All service classes use the same instance of the Requester, the class responsible for making HTTP requests and returning their responses. By default, it will throw a RoyalError if it encounters a status code other than 200 (this can be disabled with the ignoreStatus option). Also note that, by default, all requests will be sent over HTTPS - this can be controlled with the first argument of the RoyalRoadAPI constructor.

Since RRL likes to return 200 even when the actual response should be a 404 or 304, the Requester will parse the HTML it has gotten (if it got any), and try to read an error from it. If it finds signs that the request has failed, it will throw - this can be disabled with the ignoreParser option.

The Requesters main goal is to keep track of cookies and to automatically fetch a __ResponseVerificationToken often needed for POST requests as a part of anti CSRF measures. This fetching of tokens is disabled by default and can be enabled with the fetchToken option.

Structure

All services are structured in a very similar way: with a <Type>Service exposing all relevant methods, and a <Type>Parser, which usually exposes a number of static methods used to parse HTML responses.

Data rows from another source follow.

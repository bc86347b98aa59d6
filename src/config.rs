//! Runtime configuration.
//!
//! Read from an optional JSON file; every field falls back to its default so
//! `{}` is a valid config.

use crate::discovery::ItemFailurePolicy;
use crate::dns::StrategySpec;
use crate::itch::ItchEndpoints;
use serde::{Deserialize, Serialize};
use std::collections::HashMap;
use std::net::IpAddr;
use std::path::{Path, PathBuf};
use std::time::Duration;
use thiserror::Error;
use url::Url;

#[derive(Debug, Error)]
pub enum ConfigError {
    #[error("failed to read config {path}: {source}")]
    Read {
        path: PathBuf,
        #[source]
        source: std::io::Error,
    },
    #[error("invalid config {path}: {source}")]
    Parse {
        path: PathBuf,
        #[source]
        source: serde_json::Error,
    },
}

#[derive(Debug, Clone, PartialEq, Serialize, Deserialize)]
#[serde(default)]
pub struct Config {
    /// itch.io API key. Prompted for when empty.
    pub api_key: Option<String>,
    pub checkpoint_path: PathBuf,
    pub catalog_root: Url,
    pub itch: ItchEndpoints,
    /// Resolution chain, tried in order.
    pub resolvers: Vec<StrategySpec>,
    /// Static answers consulted before the chain.
    pub hosts: HashMap<String, Vec<IpAddr>>,
    pub request_timeout_secs: u64,
    /// Per-strategy lookup timeout.
    pub dns_timeout_secs: u64,
    pub item_failure: ItemFailurePolicy,
    pub user_agent: Option<String>,
}

impl Default for Config {
    fn default() -> Self {
        Self {
            api_key: None,
            checkpoint_path: PathBuf::from("progress.json"),
            catalog_root: Url::parse("https://loop-io.dev").expect("static URL"),
            itch: ItchEndpoints::default(),
            resolvers: StrategySpec::default_chain(),
            hosts: HashMap::new(),
            request_timeout_secs: 30,
            dns_timeout_secs: 5,
            item_failure: ItemFailurePolicy::default(),
            user_agent: None,
        }
    }
}

impl Config {
    /// Load `path`, or the defaults when no path is given.
    pub fn load(path: Option<&Path>) -> Result<Self, ConfigError> {
        let Some(path) = path else {
            return Ok(Self::default());
        };
        let raw = std::fs::read(path).map_err(|source| ConfigError::Read {
            path: path.to_path_buf(),
            source,
        })?;
        serde_json::from_slice(&raw).map_err(|source| ConfigError::Parse {
            path: path.to_path_buf(),
            source,
        })
    }

    pub fn request_timeout(&self) -> Duration {
        Duration::from_secs(self.request_timeout_secs)
    }

    pub fn dns_timeout(&self) -> Duration {
        Duration::from_secs(self.dns_timeout_secs)
    }
}

#[cfg(test)]
mod tests {
    use super::*;
    use std::io::Write;

    #[test]
    fn test_defaults() {
        let config = Config::default();
        assert_eq!(config.checkpoint_path, PathBuf::from("progress.json"));
        assert_eq!(config.catalog_root.as_str(), "https://loop-io.dev/");
        assert_eq!(config.resolvers, StrategySpec::default_chain());
        assert_eq!(config.request_timeout(), Duration::from_secs(30));
        assert_eq!(config.dns_timeout(), Duration::from_secs(5));
        assert_eq!(config.item_failure, ItemFailurePolicy::Halt);
        assert!(config.api_key.is_none());
    }

    #[test]
    fn test_empty_object_is_default() {
        let config: Config = serde_json::from_str("{}").unwrap();
        assert_eq!(config, Config::default());
    }

    #[test]
    fn test_partial_file() {
        let mut file = tempfile::NamedTempFile::new().unwrap();
        write!(
            file,
            r#"{{
                "api_key": "k",
                "item_failure": "skip",
                "resolvers": [
                    {{"kind": "doh", "endpoint": "https://cloudflare-dns.com/dns-query"}},
                    {{"kind": "recursive", "nameserver": "9.9.9.9"}}
                ],
                "hosts": {{"itch.io": ["127.0.0.1"]}},
                "itch": {{"site_root": "http://127.0.0.1:9000"}}
            }}"#
        )
        .unwrap();

        let config = Config::load(Some(file.path())).unwrap();

        assert_eq!(config.api_key.as_deref(), Some("k"));
        assert_eq!(config.item_failure, ItemFailurePolicy::Skip);
        assert_eq!(config.resolvers.len(), 2);
        assert_eq!(config.hosts["itch.io"], vec!["127.0.0.1".parse::<IpAddr>().unwrap()]);
        assert_eq!(config.itch.site_root.as_str(), "http://127.0.0.1:9000/");
        assert_eq!(config.itch.api_root.as_str(), "https://itch.io/api/1");
        assert_eq!(config.request_timeout_secs, 30);
    }

    #[test]
    fn test_missing_file() {
        let err = Config::load(Some(Path::new("/nonexistent/scout.json"))).unwrap_err();
        assert!(matches!(err, ConfigError::Read { .. }));
    }

    #[test]
    fn test_invalid_json() {
        let mut file = tempfile::NamedTempFile::new().unwrap();
        write!(file, r#"{{"resolvers": [{{"kind": "carrier-pigeon"}}]}}"#).unwrap();
        let err = Config::load(Some(file.path())).unwrap_err();
        assert!(matches!(err, ConfigError::Parse { .. }));
    }

    #[test]
    fn test_no_path_is_default() {
        assert_eq!(Config::load(None).unwrap(), Config::default());
    }
}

A quick wrap-up of all the existing services is:

  • ChapterService, contains methods for fetching and publishing chapters and chapter comments.
  • FictionService, fetching fiction data and reviews.
  • FictionsService, methods for fetching all types of fiction lists RRL offers, with their respective levels of per fiction detail.
  • ProfileService, handling profiles, returns parsed user profiles.
  • UserService, actions related to the logged-in user like logon, getting the users' fictions, bookmarks, or notifications.

Parsing

This uses cheerio to parse HTML, which is a very forgiving parser. This means that even if RRL were to make minor changes to their page layouts, large parts of the API (even those parts responsible for changed areas) would still remain functional.

Therefore, expect properties to be empty or null, and know that an error will not be thrown just because some values could not be parsed.